This vase perfectly demonstrates Archimede Seguso’s genius for enhancing a minimalist form in order to create a piece that is greater than the sum of its parts. Here we see a simply blown, egg-form vase executed in clear glass with applied vertical bands in transparent orange-red glass. But it is the addition of heavy and evenly dispersed gold leaf which transforms the vessel and renders it a powerful statement of design.

This model illustrated in the Archimede Seguso Historical Archive

Masterworks of Archimede Seguso

Selected from an important private collection, this work is among a group of vessels created by designer and master blower Archimede Seguso and representing some of his most significant work from the 1950s. 

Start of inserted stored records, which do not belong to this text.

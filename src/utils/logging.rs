// src/utils/logging.rs
use tracing_subscriber::{fmt, EnvFilter};

/// Sets up the logging framework using tracing_subscriber.
/// Reads log level filters from the `RUST_LOG` environment variable.
/// Defaults to "info" if `RUST_LOG` is not set.
///
/// Logs go to stderr so that the profile JSON printed on stdout stays pipeable.
pub fn setup_logging() {
    let filter = EnvFilter::try_from_default_env()
        .unwrap_or_else(|_| EnvFilter::new("info"));

    fmt()
        .with_env_filter(filter)
        .with_writer(std::io::stderr)
        .with_target(false)
        .init();

    tracing::debug!("Logging setup complete.");
}
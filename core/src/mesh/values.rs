//! Typed access to the elements of one attribute of one vertex.

use half::f16;

use super::decl::{AttribFormat, AttribType, MAX_ATTRIB_COUNT};

const MAX: usize = MAX_ATTRIB_COUNT as usize;

/// The elements of one attribute of one vertex.
///
/// `uint10`, `int16` and `half` elements share the [`Uint16`](Self::Uint16)
/// variant and hold their raw 16-bit patterns.
#[derive(Debug, Clone, Copy, PartialEq)]
pub enum AttribValues {
    /// `uint8` elements.
    Uint8 { values: [u8; MAX], count: usize },
    /// Raw 16-bit elements.
    Uint16 { values: [u16; MAX], count: usize },
    /// `float` elements.
    Float { values: [f32; MAX], count: usize },
}

impl AttribValues {
    /// Create a zeroed value group for the given type.
    pub(crate) fn zeroed(ty: AttribType) -> Self {
        match ty {
            AttribType::Uint8 => Self::Uint8 {
                values: [0; MAX],
                count: 0,
            },
            AttribType::Uint10 | AttribType::Int16 | AttribType::Half => Self::Uint16 {
                values: [0; MAX],
                count: 0,
            },
            AttribType::Float => Self::Float {
                values: [0.0; MAX],
                count: 0,
            },
        }
    }

    /// Decode elements from little-endian bytes.
    ///
    /// `bytes` must hold at least `format.size()` bytes.
    pub(crate) fn from_bytes(format: &AttribFormat, bytes: &[u8]) -> Self {
        let count = (format.count as usize).min(MAX);
        let mut group = Self::zeroed(format.ty);
        match &mut group {
            Self::Uint8 { values, .. } => {
                values[..count].copy_from_slice(&bytes[..count]);
            }
            Self::Uint16 { values, .. } => {
                for (value, chunk) in values.iter_mut().zip(bytes.chunks_exact(2)).take(count) {
                    *value = u16::from_le_bytes([chunk[0], chunk[1]]);
                }
            }
            Self::Float { values, .. } => {
                for (value, chunk) in values.iter_mut().zip(bytes.chunks_exact(4)).take(count) {
                    *value = f32::from_le_bytes([chunk[0], chunk[1], chunk[2], chunk[3]]);
                }
            }
        }
        group.set_len(count);
        group
    }

    /// Append one element. Integer values are truncated to the element width.
    ///
    /// Returns `false` when the group is already full.
    pub(crate) fn push_int(&mut self, value: u32) -> bool {
        match self {
            Self::Uint8 { values, count } if *count < MAX => {
                values[*count] = value as u8;
                *count += 1;
                true
            }
            Self::Uint16 { values, count } if *count < MAX => {
                values[*count] = value as u16;
                *count += 1;
                true
            }
            _ => false,
        }
    }

    /// Append one float element.
    ///
    /// Returns `false` when the group is full or not a float group.
    pub(crate) fn push_float(&mut self, value: f32) -> bool {
        match self {
            Self::Float { values, count } if *count < MAX => {
                values[*count] = value;
                *count += 1;
                true
            }
            _ => false,
        }
    }

    /// Append the group's elements to `out` as little-endian bytes.
    pub(crate) fn write_bytes(&self, out: &mut Vec<u8>) {
        match self {
            Self::Uint8 { values, count } => out.extend_from_slice(&values[..*count]),
            Self::Uint16 { values, count } => {
                for value in &values[..*count] {
                    out.extend_from_slice(&value.to_le_bytes());
                }
            }
            Self::Float { values, count } => {
                for value in &values[..*count] {
                    out.extend_from_slice(&value.to_le_bytes());
                }
            }
        }
    }

    fn set_len(&mut self, len: usize) {
        match self {
            Self::Uint8 { count, .. } | Self::Uint16 { count, .. } | Self::Float { count, .. } => {
                *count = len;
            }
        }
    }

    /// Number of elements.
    pub fn len(&self) -> usize {
        match self {
            Self::Uint8 { count, .. } | Self::Uint16 { count, .. } | Self::Float { count, .. } => {
                *count
            }
        }
    }

    /// Whether the group holds no elements.
    pub fn is_empty(&self) -> bool {
        self.len() == 0
    }

    /// The `uint8` elements, if this is a `uint8` group.
    pub fn as_u8(&self) -> Option<&[u8]> {
        match self {
            Self::Uint8 { values, count } => Some(&values[..*count]),
            _ => None,
        }
    }

    /// The raw 16-bit elements, if this is a 16-bit group.
    pub fn as_u16(&self) -> Option<&[u16]> {
        match self {
            Self::Uint16 { values, count } => Some(&values[..*count]),
            _ => None,
        }
    }

    /// The float elements, if this is a `float` group.
    pub fn as_f32(&self) -> Option<&[f32]> {
        match self {
            Self::Float { values, count } => Some(&values[..*count]),
            _ => None,
        }
    }

    /// Convert the elements to floats the way a shader would see them.
    ///
    /// Half elements are decoded, `int16` is read as signed and the
    /// normalized flag maps integers to `[0, 1]` (unsigned) or `[-1, 1]`
    /// (signed).
    pub fn to_f32(&self, format: &AttribFormat) -> Vec<f32> {
        match (self, format.ty) {
            (Self::Float { values, count }, _) => values[..*count].to_vec(),
            (Self::Uint8 { values, count }, _) => values[..*count]
                .iter()
                .map(|&v| {
                    if format.normalized {
                        v as f32 / u8::MAX as f32
                    } else {
                        v as f32
                    }
                })
                .collect(),
            (Self::Uint16 { values, count }, AttribType::Half) => values[..*count]
                .iter()
                .map(|&bits| f16::from_bits(bits).to_f32())
                .collect(),
            (Self::Uint16 { values, count }, AttribType::Int16) => values[..*count]
                .iter()
                .map(|&bits| {
                    let v = bits as i16;
                    if format.normalized {
                        (v as f32 / i16::MAX as f32).max(-1.0)
                    } else {
                        v as f32
                    }
                })
                .collect(),
            (Self::Uint16 { values, count }, _) => values[..*count]
                .iter()
                .map(|&v| {
                    if format.normalized {
                        (v & 0x3ff) as f32 / 1023.0
                    } else {
                        v as f32
                    }
                })
                .collect(),
        }
    }
}
use crate::mesh::MeshData;

mod roundtrip_test;

/// Mesh exported by the Cinema 4D script: LF line endings, a comment line,
/// positions only.
const C4D_EXPORT: &str = include_str!("c4d_export.txt");

/// Quad with every scalar type family and both declaration flag spellings.
const QUAD: &str = include_str!("quad.txt");

/// Read a float attribute of every vertex.
fn float_values(mesh: &MeshData, attrib: crate::mesh::Attrib) -> Vec<f32> {
    (0..mesh.vertex_count())
        .flat_map(|v| {
            mesh.attribute(attrib, v)
                .and_then(|values| values.as_f32().map(<[f32]>::to_vec))
                .unwrap_or_default()
        })
        .collect()
}

/// Create a unique scratch directory for file based tests.
fn temp_dir(name: &str) -> std::path::PathBuf {
    let dir = std::env::temp_dir().join(format!(
        "gfx_text_mesh_test_{}_{}",
        name,
        std::process::id()
    ));
    let _ = std::fs::remove_dir_all(&dir);
    std::fs::create_dir_all(&dir).unwrap();
    dir
}
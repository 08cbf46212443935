//! Writer configuration.

/// Default number of value characters after which a data line is wrapped.
pub const DEFAULT_WRAP_WIDTH: usize = 64;

/// Line terminator written by the encoder.
#[derive(Debug, Clone, Copy, PartialEq, Eq, Hash, Default)]
pub enum LineEnding {
    /// `\r\n`
    #[default]
    CrLf,
    /// `\n`
    Lf,
}

impl LineEnding {
    /// The terminator characters.
    pub fn as_str(self) -> &'static str {
        match self {
            Self::CrLf => "\r\n",
            Self::Lf => "\n",
        }
    }
}

/// Options controlling the text layout produced by the encoder.
///
/// Layout options never change the decoded result: any wrap width and
/// either line ending decode to the same mesh.
///
/// # Example
///
/// ```
/// use gfx_core::text_mesh::{EncodeOptions, LineEnding};
///
/// let options = EncodeOptions::default()
///     .with_wrap_width(32)
///     .with_line_ending(LineEnding::Lf);
/// assert_eq!(options.wrap_width, 32);
/// ```
#[derive(Debug, Clone, PartialEq, Eq)]
pub struct EncodeOptions {
    /// A data line is ended once its value characters exceed this count.
    ///
    /// The line always holds at least one vertex or triangle. `0` puts
    /// every vertex and triangle on its own line.
    pub wrap_width: usize,
    /// Line terminator.
    pub line_ending: LineEnding,
}

impl Default for EncodeOptions {
    fn default() -> Self {
        Self {
            wrap_width: DEFAULT_WRAP_WIDTH,
            line_ending: LineEnding::CrLf,
        }
    }
}

impl EncodeOptions {
    /// Set the wrap width.
    pub fn with_wrap_width(mut self, wrap_width: usize) -> Self {
        self.wrap_width = wrap_width;
        self
    }

    /// Set the line terminator.
    pub fn with_line_ending(mut self, line_ending: LineEnding) -> Self {
        self.line_ending = line_ending;
        self
    }
}
//! Non-fatal anomalies found while decoding a text mesh.

use std::fmt;

use crate::mesh::Attrib;

/// A tolerated anomaly and the 1-based line it was found on.
///
/// Line 0 is used for anomalies that concern the mesh as a whole.
#[derive(Debug, Clone, PartialEq)]
pub struct Diagnostic {
    pub line: usize,
    pub kind: DiagnosticKind,
}

/// What was tolerated.
#[derive(Debug, Clone, PartialEq)]
pub enum DiagnosticKind {
    /// A declaration names an attribute that does not exist.
    UnknownAttrib(String),
    /// A declaration element count is missing or outside `1..=4`.
    InvalidCount(String),
    /// A declaration names a type that does not exist.
    UnknownType(String),
    /// A declaration carries a flag other than `normalised` or `asInt`.
    UnknownFlag(String),
    /// A second declaration of an attribute; the first one is kept.
    DuplicateAttrib(Attrib),
    /// An `index=` declaration names a type other than `uint16`.
    UnsupportedIndexType(String),
    /// A data line for an attribute missing from the declaration.
    UndeclaredAttrib(Attrib),
    /// Values left over after the last whole vertex on a data line.
    PartialVertex { attrib: Attrib, leftover: usize },
    /// Indices left over after the last whole triangle on an index line.
    PartialTriangle { leftover: usize },
    /// A value that could not be parsed completely.
    MalformedNumber(String),
    /// An index value that does not fit into 16 bits.
    IndexOutOfRange(u64),
    /// An attribute filled a different number of vertices than the mesh has.
    VertexCountMismatch {
        attrib: Attrib,
        filled: usize,
        vertex_count: usize,
    },
    /// A triangle references a vertex past the end of the vertex buffer.
    IndexPastEnd { index: u16, vertex_count: usize },
}

impl fmt::Display for DiagnosticKind {
    fn fmt(&self, f: &mut fmt::Formatter<'_>) -> fmt::Result {
        match self {
            Self::UnknownAttrib(name) => write!(f, "unknown attribute '{name}'"),
            Self::InvalidCount(token) => write!(f, "invalid element count '{token}'"),
            Self::UnknownType(token) => write!(f, "unknown attribute type '{token}'"),
            Self::UnknownFlag(token) => write!(f, "unknown attribute flag '{token}'"),
            Self::DuplicateAttrib(attrib) => {
                write!(f, "attribute {attrib} declared again, keeping the first declaration")
            }
            Self::UnsupportedIndexType(token) => {
                write!(f, "index type '{token}' is not supported, indices are uint16")
            }
            Self::UndeclaredAttrib(attrib) => {
                write!(f, "data for undeclared attribute {attrib} ignored")
            }
            Self::PartialVertex { attrib, leftover } => {
                write!(f, "{leftover} trailing {attrib} value(s) do not form a vertex")
            }
            Self::PartialTriangle { leftover } => {
                write!(f, "{leftover} trailing index value(s) do not form a triangle")
            }
            Self::MalformedNumber(token) => write!(f, "malformed number '{token}'"),
            Self::IndexOutOfRange(value) => {
                write!(f, "index {value} does not fit into 16 bits, using 0")
            }
            Self::VertexCountMismatch {
                attrib,
                filled,
                vertex_count,
            } => write!(
                f,
                "attribute {attrib} has {filled} vertices, mesh has {vertex_count}"
            ),
            Self::IndexPastEnd {
                index,
                vertex_count,
            } => write!(f, "index {index} is past the last of {vertex_count} vertices"),
        }
    }
}

impl fmt::Display for Diagnostic {
    fn fmt(&self, f: &mut fmt::Formatter<'_>) -> fmt::Result {
        if self.line == 0 {
            write!(f, "{}", self.kind)
        } else {
            write!(f, "line {}: {}", self.line, self.kind)
        }
    }
}
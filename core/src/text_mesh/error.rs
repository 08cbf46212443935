//! Error types for text mesh loading and saving.

use std::path::PathBuf;

use crate::mesh::MeshError;

/// Errors that can occur while reading or writing a text mesh.
///
/// Malformed content is never an error; see
/// [`Diagnostic`](super::Diagnostic).
#[derive(Debug)]
pub enum TextMeshError {
    /// Reading from or writing to a stream failed.
    Io(std::io::Error),
    /// Opening, reading or replacing a file failed.
    File {
        /// The file being accessed.
        path: PathBuf,
        /// The underlying IO error.
        source: std::io::Error,
    },
    /// The mesh parts handed to the encoder are inconsistent.
    Mesh(MeshError),
}

impl TextMeshError {
    pub(crate) fn file(path: impl Into<PathBuf>, source: std::io::Error) -> Self {
        Self::File {
            path: path.into(),
            source,
        }
    }
}

impl std::fmt::Display for TextMeshError {
    fn fmt(&self, f: &mut std::fmt::Formatter<'_>) -> std::fmt::Result {
        match self {
            Self::Io(e) => write!(f, "text mesh IO error: {e}"),
            Self::File { path, source } => write!(f, "{}: {source}", path.display()),
            Self::Mesh(e) => write!(f, "invalid mesh: {e}"),
        }
    }
}

impl std::error::Error for TextMeshError {
    fn source(&self) -> Option<&(dyn std::error::Error + 'static)> {
        match self {
            Self::Io(e) => Some(e),
            Self::File { source, .. } => Some(source),
            Self::Mesh(e) => Some(e),
        }
    }
}

impl From<std::io::Error> for TextMeshError {
    fn from(e: std::io::Error) -> Self {
        Self::Io(e)
    }
}

impl From<MeshError> for TextMeshError {
    fn from(e: MeshError) -> Self {
        Self::Mesh(e)
    }
}
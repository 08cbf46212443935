//! CPU-side mesh record.
//!
//! A [`MeshData`] owns a closed [`VertexDecl`], an interleaved vertex buffer
//! and a triangle-list index buffer of 16-bit indices.

use super::decl::{Attrib, VertexDecl};
use super::error::MeshError;
use super::values::AttribValues;

/// Number of indices per triangle.
pub const INDICES_PER_TRIANGLE: usize = 3;

/// A mesh record: declaration, vertex bytes and triangle indices.
///
/// The record is always consistent: the vertex buffer is a whole number of
/// vertex records and the index buffer a whole number of triangles.
#[derive(Debug, Clone, PartialEq, Eq, Default)]
pub struct MeshData {
    decl: VertexDecl,
    vertex_data: Vec<u8>,
    indices: Vec<u16>,
}

impl MeshData {
    /// Create a mesh record, validating buffer sizes against the declaration.
    pub fn new(
        decl: VertexDecl,
        vertex_data: Vec<u8>,
        indices: Vec<u16>,
    ) -> Result<Self, MeshError> {
        let stride = decl.stride();
        let whole_vertices = if stride == 0 {
            vertex_data.is_empty()
        } else {
            vertex_data.len() % stride == 0
        };
        if !whole_vertices {
            return Err(MeshError::VertexDataSize {
                len: vertex_data.len(),
                stride,
            });
        }
        if indices.len() % INDICES_PER_TRIANGLE != 0 {
            return Err(MeshError::PartialTriangle { len: indices.len() });
        }

        Ok(Self {
            decl,
            vertex_data,
            indices,
        })
    }

    /// Create a mesh record from buffers the decoder sized itself.
    pub(crate) fn from_decoded(decl: VertexDecl, vertex_data: Vec<u8>, indices: Vec<u16>) -> Self {
        debug_assert!(decl.stride() == 0 || vertex_data.len() % decl.stride() == 0);
        debug_assert!(indices.len() % INDICES_PER_TRIANGLE == 0);
        Self {
            decl,
            vertex_data,
            indices,
        }
    }

    /// Create a mesh record from raw little-endian index bytes.
    pub fn from_raw(
        decl: VertexDecl,
        vertex_data: Vec<u8>,
        index_data: &[u8],
    ) -> Result<Self, MeshError> {
        if index_data.len() % 2 != 0 {
            return Err(MeshError::IndexDataSize(index_data.len()));
        }
        let indices = index_data
            .chunks_exact(2)
            .map(|pair| u16::from_le_bytes([pair[0], pair[1]]))
            .collect();
        Self::new(decl, vertex_data, indices)
    }

    /// Get the vertex declaration.
    pub fn decl(&self) -> &VertexDecl {
        &self.decl
    }

    /// Get the interleaved vertex bytes.
    pub fn vertex_data(&self) -> &[u8] {
        &self.vertex_data
    }

    /// Get the triangle indices.
    pub fn indices(&self) -> &[u16] {
        &self.indices
    }

    /// Get the indices as raw bytes (native endianness).
    pub fn index_bytes(&self) -> &[u8] {
        bytemuck::cast_slice(&self.indices)
    }

    /// Get the number of vertices.
    pub fn vertex_count(&self) -> usize {
        match self.decl.stride() {
            0 => 0,
            stride => self.vertex_data.len() / stride,
        }
    }

    /// Get the number of triangles.
    pub fn triangle_count(&self) -> usize {
        self.indices.len() / INDICES_PER_TRIANGLE
    }

    /// Iterate over triangles as index triples.
    pub fn triangles(&self) -> impl Iterator<Item = [u16; 3]> + '_ {
        self.indices
            .chunks_exact(INDICES_PER_TRIANGLE)
            .map(|tri| [tri[0], tri[1], tri[2]])
    }

    /// Read one attribute of one vertex.
    ///
    /// Returns `None` if the attribute is not declared or the vertex is out
    /// of range.
    pub fn attribute(&self, attrib: Attrib, vertex: usize) -> Option<AttribValues> {
        let desc = self.decl.get(attrib)?;
        if vertex >= self.vertex_count() {
            return None;
        }
        let start = vertex * self.decl.stride() + desc.offset;
        let bytes = self.vertex_data.get(start..start + desc.format.size())?;
        Some(AttribValues::from_bytes(&desc.format, bytes))
    }

    /// Decompose the record into its parts.
    pub fn into_parts(self) -> (VertexDecl, Vec<u8>, Vec<u16>) {
        (self.decl, self.vertex_data, self.indices)
    }
}

#[cfg(test)]
mod tests {
    use super::*;
    use crate::mesh::{AttribFormat, AttribType};

    fn position_color_decl() -> VertexDecl {
        VertexDecl::builder()
            .with(Attrib::Position, AttribFormat::new(2, AttribType::Float))
            .with(Attrib::Color0, AttribFormat::new(4, AttribType::Uint8).normalized())
            .end()
    }

    fn vertex(x: f32, y: f32, rgba: [u8; 4]) -> Vec<u8> {
        let mut bytes = Vec::new();
        bytes.extend_from_slice(&x.to_le_bytes());
        bytes.extend_from_slice(&y.to_le_bytes());
        bytes.extend_from_slice(&rgba);
        bytes
    }

    #[test]
    fn test_mesh_data_basic() {
        let decl = position_color_decl();
        let mut data = vertex(0.0, 0.0, [255, 0, 0, 255]);
        data.extend(vertex(1.0, 0.0, [0, 255, 0, 255]));
        data.extend(vertex(0.0, 1.0, [0, 0, 255, 255]));

        let mesh = MeshData::new(decl, data, vec![0, 1, 2]).unwrap();
        assert_eq!(mesh.vertex_count(), 3);
        assert_eq!(mesh.triangle_count(), 1);
        assert_eq!(mesh.index_bytes().len(), 6);
        assert_eq!(mesh.triangles().collect::<Vec<_>>(), vec![[0, 1, 2]]);

        let color = mesh.attribute(Attrib::Color0, 1).unwrap();
        assert_eq!(color.as_u8(), Some(&[0u8, 255, 0, 255][..]));
        let position = mesh.attribute(Attrib::Position, 2).unwrap();
        assert_eq!(position.as_f32(), Some(&[0.0f32, 1.0][..]));

        assert!(mesh.attribute(Attrib::Normal, 0).is_none());
        assert!(mesh.attribute(Attrib::Position, 3).is_none());
    }

    #[test]
    fn test_mesh_data_rejects_partial_vertex() {
        let err = MeshData::new(position_color_decl(), vec![0u8; 13], Vec::new()).unwrap_err();
        assert_eq!(err, MeshError::VertexDataSize { len: 13, stride: 12 });
    }

    #[test]
    fn test_mesh_data_rejects_partial_triangle() {
        let err = MeshData::new(position_color_decl(), vec![0u8; 24], vec![0, 1]).unwrap_err();
        assert_eq!(err, MeshError::PartialTriangle { len: 2 });
    }

    #[test]
    fn test_empty_decl_requires_empty_vertex_data() {
        assert!(MeshData::new(VertexDecl::default(), Vec::new(), Vec::new()).is_ok());
        assert!(MeshData::new(VertexDecl::default(), vec![1], Vec::new()).is_err());
    }

    #[test]
    fn test_from_raw_index_bytes() {
        let bytes: Vec<u8> = [3u16, 4, 5].iter().flat_map(|i| i.to_le_bytes()).collect();
        let mesh = MeshData::from_raw(position_color_decl(), Vec::new(), &bytes).unwrap();
        assert_eq!(mesh.indices(), &[3, 4, 5]);

        let err = MeshData::from_raw(position_color_decl(), Vec::new(), &[0, 0, 0]).unwrap_err();
        assert_eq!(err, MeshError::IndexDataSize(3));
    }
}
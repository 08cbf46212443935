//! Error types for mesh construction.

use std::fmt;

use super::decl::{Attrib, MAX_ATTRIB_COUNT};

/// Errors that can occur while building a declaration or mesh record.
#[derive(Debug, Clone, PartialEq, Eq)]
pub enum MeshError {
    /// An attribute element count is outside `1..=4`.
    InvalidCount {
        /// The offending attribute.
        attrib: Attrib,
        /// The requested element count.
        count: u8,
    },
    /// The attribute is already part of the declaration.
    DuplicateAttrib(Attrib),
    /// Vertex data is not a whole number of vertex records.
    VertexDataSize {
        /// Length of the vertex data in bytes.
        len: usize,
        /// Declaration stride in bytes.
        stride: usize,
    },
    /// Index data is not a whole number of triangles.
    PartialTriangle {
        /// Number of indices supplied.
        len: usize,
    },
    /// Raw index bytes have an odd length.
    IndexDataSize(usize),
}

impl fmt::Display for MeshError {
    fn fmt(&self, f: &mut fmt::Formatter<'_>) -> fmt::Result {
        match self {
            Self::InvalidCount { attrib, count } => write!(
                f,
                "attribute {attrib} has {count} elements, expected 1 to {MAX_ATTRIB_COUNT}"
            ),
            Self::DuplicateAttrib(attrib) => write!(f, "attribute {attrib} declared twice"),
            Self::VertexDataSize { len, stride } => write!(
                f,
                "vertex data of {len} bytes is not a multiple of stride {stride}"
            ),
            Self::PartialTriangle { len } => {
                write!(f, "{len} indices do not form whole triangles")
            }
            Self::IndexDataSize(len) => {
                write!(f, "index data of {len} bytes is not a multiple of 2")
            }
        }
    }
}

impl std::error::Error for MeshError {}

While major auctions of Italian Glass usually include one or two examples of Seguso’s work, this is the first time a diverse and truly impressive group of masterworks are being presented in one sale. To that end, this is a rare opportunity to view a cross-section of Seguso’s best work executed at the height of his powers. It is our hope that in the present context, the depth and power of this historically significant material can be better understood and appreciated.

Archimede Seguso 1909–1999

During his long life Archimede Seguso worked in many of Murano’s most important glasshouses, but he would ultimately become famous for establishing and operating his own.

At a young age Seguso became an apprentice at the Vetreria Artistica Barovier where his father was a partner. In 1933 he became a founding member and principal master blower of the Barovier Seguso Ferro firm, which would become Seguso Vetri d’Arte in 1937. Here he collaborated extensively with the young designer Flavio Poli and earned a reputation as one of the greatest master blowers on the island.

In 1946 he established his own workshop, Veteria Archimede Seguso, where he served as both designer and master blower, personally executing almost every piece produced there for more than 40 years. During this time he developed many innovative glass designs that employed complex ancient techniques, such as Filigrana and successfully re-imagined them to suit post-war tastes.